### Work instructions
Restate the data below word for word, leaving nothing out.

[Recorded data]
-.-.-

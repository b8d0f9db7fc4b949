//! Reconciliation of linear statistical exports into one row per supported city.
//!
//! The pipeline is a fixed sequence of table transforms:
//!
//! 1. keep rows of the requested indicators,
//! 2. keep rows whose geographic code can stand in for a supported city,
//! 3. parse the year and the observed value, dropping rows where either fails,
//! 4. keep the most recent row per (geographic code, indicator); equal years keep the row seen
//!    first,
//! 5. pivot per supported city with the theme's aggregation and fallback rules.
//!
//! Output rows are sorted by city code.

use std::collections::BTreeMap;

use chrono::NaiveDate;

use crate::server::{
    dataset::theme::{
        Reconciliation, Theme, Topic, MONTHLY_TICKET_INDICATOR, PUBLIC_TRANSPORT_INDICATORS,
        SAFETY_INDICATOR_PAIRS,
    },
    model::dataset::{FieldValue, ReconciledRow, StatRow, SupportedCities},
};

/// A parsed observation that survived filtering.
#[derive(Clone, Debug, PartialEq)]
pub struct Observation {
    pub geo: String,
    pub indicator: String,
    pub year: i32,
    pub value: f64,
    pub dataflow: Option<String>,
}

/// Latest observation per (geographic code, indicator).
pub type LatestObservations = BTreeMap<(String, String), Observation>;

/// Runs `reconciliation` over the loaded rows of its theme.
pub fn reconcile(
    rows: &[StatRow],
    reconciliation: &Reconciliation,
    supported: &SupportedCities,
) -> Vec<ReconciledRow> {
    let indicators = reconciliation.indicators();
    let observations = latest_observations(rows, &indicators, supported);

    match reconciliation {
        Reconciliation::UrbanPerception(topics) => {
            reconcile_urban_perception(&observations, topics, supported)
        }
        Reconciliation::TransportBudget => reconcile_transport_budget(&observations, supported),
    }
}

/// Steps 1 to 4: filter, parse and keep the most recent observation per group.
pub fn latest_observations(
    rows: &[StatRow],
    indicators: &[&str],
    supported: &SupportedCities,
) -> LatestObservations {
    let mut latest = LatestObservations::new();

    for row in rows {
        if !indicators.contains(&row.indicator.as_str()) || !supported.admits(&row.geo) {
            continue;
        }

        let Some(year) = parse_year(&row.time_period) else {
            continue;
        };
        let Some(value) = parse_value(&row.obs_value) else {
            continue;
        };

        let key = (row.geo.clone(), row.indicator.clone());
        if latest
            .get(&key)
            .is_some_and(|existing| existing.year >= year)
        {
            continue;
        }

        latest.insert(
            key,
            Observation {
                geo: row.geo.clone(),
                indicator: row.indicator.clone(),
                year,
                value,
                dataflow: row.dataflow.clone(),
            },
        );
    }

    latest
}

fn parse_year(time_period: &str) -> Option<i32> {
    let time_period = time_period.trim();
    if time_period.len() != 4 {
        return None;
    }

    time_period.parse().ok()
}

fn parse_value(obs_value: &str) -> Option<f64> {
    obs_value
        .trim()
        .parse::<f64>()
        .ok()
        .filter(|value| value.is_finite())
}

/// Rounds to one decimal place, ties to even.
pub fn round_one_decimal(value: f64) -> f64 {
    (value * 10.0).round_ties_even() / 10.0
}

fn find<'a>(
    observations: &'a LatestObservations,
    geo: &str,
    indicator: &str,
) -> Option<&'a Observation> {
    observations.get(&(geo.to_string(), indicator.to_string()))
}

/// Sum of the first preferred indicator pair with both values present for `code`.
///
/// Never mixes values from two different pairs.
pub fn safety_index(observations: &LatestObservations, code: &str) -> Option<f64> {
    SAFETY_INDICATOR_PAIRS.iter().find_map(|(first, second)| {
        let first = find(observations, code, first)?;
        let second = find(observations, code, second)?;

        Some(round_one_decimal(first.value + second.value))
    })
}

/// Sum of whichever public transport satisfaction indicators are present for `code`.
pub fn public_transport_satisfaction(observations: &LatestObservations, code: &str) -> Option<f64> {
    let values: Vec<f64> = PUBLIC_TRANSPORT_INDICATORS
        .iter()
        .filter_map(|indicator| find(observations, code, indicator))
        .map(|observation| observation.value)
        .collect();

    if values.is_empty() {
        None
    } else {
        Some(round_one_decimal(values.iter().sum()))
    }
}

fn sorted_codes(supported: &SupportedCities) -> Vec<&String> {
    let mut codes: Vec<&String> = supported.codes().iter().collect();
    codes.sort();
    codes.dedup();
    codes
}

/// One `metrics` row per supported city carrying only the selected topics' columns.
///
/// Cities without a value for any selected topic are dropped.
pub fn reconcile_urban_perception(
    observations: &LatestObservations,
    topics: &[Topic],
    supported: &SupportedCities,
) -> Vec<ReconciledRow> {
    let policy = Theme::UrbanPerception.fallback_policy();

    let rows: Vec<ReconciledRow> = sorted_codes(supported)
        .into_iter()
        .map(|code| {
            topics.iter().fold(ReconciledRow::new(code), |row, topic| {
                let value = policy.lookup_chain(code).iter().find_map(|geo| match topic {
                    Topic::Safety => safety_index(observations, geo),
                    Topic::PublicTransport => public_transport_satisfaction(observations, geo),
                });

                row.with(topic.column(), FieldValue::Number(value))
            })
        })
        .filter(|row| !row.is_empty())
        .collect();

    for topic in topics {
        let has_value = rows
            .iter()
            .any(|row| row.get(topic.column()).is_some_and(|value| !value.is_null()));
        if !has_value {
            tracing::warn!("No {} data found for any city", topic);
        }
    }

    rows
}

/// One `transport_budget` row for every supported city.
///
/// The city code, its functional urban area and its country are tried in turn. A city with no
/// match still gets a row with null price and source.
pub fn reconcile_transport_budget(
    observations: &LatestObservations,
    supported: &SupportedCities,
) -> Vec<ReconciledRow> {
    let policy = Theme::UrbanTransport.fallback_policy();

    sorted_codes(supported)
        .into_iter()
        .map(|code| {
            let matched = policy
                .lookup_chain(code)
                .iter()
                .find_map(|geo| find(observations, geo, MONTHLY_TICKET_INDICATOR));

            if matched.is_none() {
                tracing::debug!("No monthly ticket price found for {}", code);
            }

            ReconciledRow::new(code)
                .with(
                    "monthly_ticket",
                    FieldValue::Number(matched.map(|observation| observation.value)),
                )
                .with(
                    "source",
                    FieldValue::Text(matched.and_then(|observation| observation.dataflow.clone())),
                )
                .with(
                    "source_date",
                    FieldValue::Date(
                        matched.and_then(|observation| NaiveDate::from_ymd_opt(observation.year, 1, 1)),
                    ),
                )
        })
        .collect()
}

-.-.-

### Task answer
repository b8d0f9db7fc4b949
//! Reconciliation of linear statistical exports into one row per supported city.
//!
//! The pipeline is a fixed sequence of table transforms:
//!
//! 1. keep rows of the requested indicators,
//! 2. keep rows whose geographic code can stand in for a supported city,
//! 3. parse the year and the observed value, dropping rows where either fails,
//! 4. keep the most recent row per (geographic code, indicator); equal years keep the row seen
//!    first,
//! 5. pivot per supported city with the theme's aggregation and fallback rules.
//!
//! Output rows are sorted by city code.

use std::collections::BTreeMap;

use chrono::NaiveDate;

use crate::server::{
    dataset::theme::{
        Reconciliation, Theme, Topic, MONTHLY_TICKET_INDICATOR, PUBLIC_TRANSPORT_INDICATORS,
        SAFETY_INDICATOR_PAIRS,
    },
    model::dataset::{FieldValue, ReconciledRow, StatRow, SupportedCities},
};

/// A parsed observation that survived filtering.
#[derive(Clone, Debug, PartialEq)]
pub struct Observation {
    pub geo: String,
    pub indicator: String,
    pub year: i32,
    pub value: f64,
    pub dataflow: Option<String>,
}

/// Latest observation per (geographic code, indicator).
pub type LatestObservations = BTreeMap<(String, String), Observation>;

/// Runs `reconciliation` over the loaded rows of its theme.
pub fn reconcile(
    rows: &[StatRow],
    reconciliation: &Reconciliation,
    supported: &SupportedCities,
) -> Vec<ReconciledRow> {
    let indicators = reconciliation.indicators();
    let observations = latest_observations(rows, &indicators, supported);

    match reconciliation {
        Reconciliation::UrbanPerception(topics) => {
            reconcile_urban_perception(&observations, topics, supported)
        }
        Reconciliation::TransportBudget => reconcile_transport_budget(&observations, supported),
    }
}

/// Steps 1 to 4: filter, parse and keep the most recent observation per group.
pub fn latest_observations(
    rows: &[StatRow],
    indicators: &[&str],
    supported: &SupportedCities,
) -> LatestObservations {
    let mut latest = LatestObservations::new();

    for row in rows {
        if !indicators.contains(&row.indicator.as_str()) || !supported.admits(&row.geo) {
            continue;
        }

        let Some(year) = parse_year(&row.time_period) else {
            continue;
        };
        let Some(value) = parse_value(&row.obs_value) else {
            continue;
        };

        let key = (row.geo.clone(), row.indicator.clone());
        if latest
            .get(&key)
            .is_some_and(|existing| existing.year >= year)
        {
            continue;
        }

        latest.insert(
            key,
            Observation {
                geo: row.geo.clone(),
                indicator: row.indicator.clone(),
                year,
                value,
                dataflow: row.dataflow.clone(),
            },
        );
    }

    latest
}

fn parse_year(time_period: &str) -> Option<i32> {
    let time_period = time_period.trim();
    if time_period.len() != 4 {
        return None;
    }

    time_period.parse().ok()
}

fn parse_value(obs_value: &str) -> Option<f64> {
    obs_value
        .trim()
        .parse::<f64>()
        .ok()
        .filter(|value| value.is_finite())
}

/// Rounds to one decimal place, ties to even.
pub fn round_one_decimal(value: f64) -> f64 {
    (value * 10.0).round_ties_even() / 10.0
}

fn find<'a>(
    observations: &'a LatestObservations,
    geo: &str,
    indicator: &str,
) -> Option<&'a Observation> {
    observations.get(&(geo.to_string(), indicator.to_string()))
}

/// Sum of the first preferred indicator pair with both values present for `code`.
///
/// Never mixes values from two different pairs.
pub fn safety_index(observations: &LatestObservations, code: &str) -> Option<f64> {
    SAFETY_INDICATOR_PAIRS.iter().find_map(|(first, second)| {
        let first = find(observations, code, first)?;
        let second = find(observations, code, second)?;

        Some(round_one_decimal(first.value + second.value))
    })
}

/// Sum of whichever public transport satisfaction indicators are present for `code`.
pub fn public_transport_satisfaction(observations: &LatestObservations, code: &str) -> Option<f64> {
    let values: Vec<f64> = PUBLIC_TRANSPORT_INDICATORS
        .iter()
        .filter_map(|indicator| find(observations, code, indicator))
        .map(|observation| observation.value)
        .collect();

    if values.is_empty() {
        None
    } else {
        Some(round_one_decimal(values.iter().sum()))
    }
}

fn sorted_codes(supported: &SupportedCities) -> Vec<&String> {
    let mut codes: Vec<&String> = supported.codes().iter().collect();
    codes.sort();
    codes.dedup();
    codes
}

/// One `metrics` row per supported city carrying only the selected topics' columns.
///
/// Cities without a value for any selected topic are dropped.
pub fn reconcile_urban_perception(
    observations: &LatestObservations,
    topics: &[Topic],
    supported: &SupportedCities,
) -> Vec<ReconciledRow> {
    let policy = Theme::UrbanPerception.fallback_policy();

    let rows: Vec<ReconciledRow> = sorted_codes(supported)
        .into_iter()
        .map(|code| {
            topics.iter().fold(ReconciledRow::new(code), |row, topic| {
                let value = policy.lookup_chain(code).iter().find_map(|geo| match topic {
                    Topic::Safety => safety_index(observations, geo),
                    Topic::PublicTransport => public_transport_satisfaction(observations, geo),
                });

                row.with(topic.column(), FieldValue::Number(value))
            })
        })
        .filter(|row| !row.is_empty())
        .collect();

    for topic in topics {
        let has_value = rows
            .iter()
            .any(|row| row.get(topic.column()).is_some_and(|value| !value.is_null()));
        if !has_value {
            tracing::warn!("No {} data found for any city", topic);
        }
    }

    rows
}

/// One `transport_budget` row for every supported city.
///
/// The city code, its functional urban area and its country are tried in turn. A city with no
/// match still gets a row with null price and source.
pub fn reconcile_transport_budget(
    observations: &LatestObservations,
    supported: &SupportedCities,
) -> Vec<ReconciledRow> {
    let policy = Theme::UrbanTransport.fallback_policy();

    sorted_codes(supported)
        .into_iter()
        .map(|code| {
            let matched = policy
                .lookup_chain(code)
                .iter()
                .find_map(|geo| find(observations, geo, MONTHLY_TICKET_INDICATOR));

            if matched.is_none() {
                tracing::debug!("No monthly ticket price found for {}", code);
            }

            ReconciledRow::new(code)
                .with(
                    "monthly_ticket",
                    FieldValue::Number(matched.map(|observation| observation.value)),
                )
                .with(
                    "source",
                    FieldValue::Text(matched.and_then(|observation| observation.dataflow.clone())),
                )
                .with(
                    "source_date",
                    FieldValue::Date(
                        matched.and_then(|observation| NaiveDate::from_ymd_opt(observation.year, 1, 1)),
                    ),
                )
        })
        .collect()
}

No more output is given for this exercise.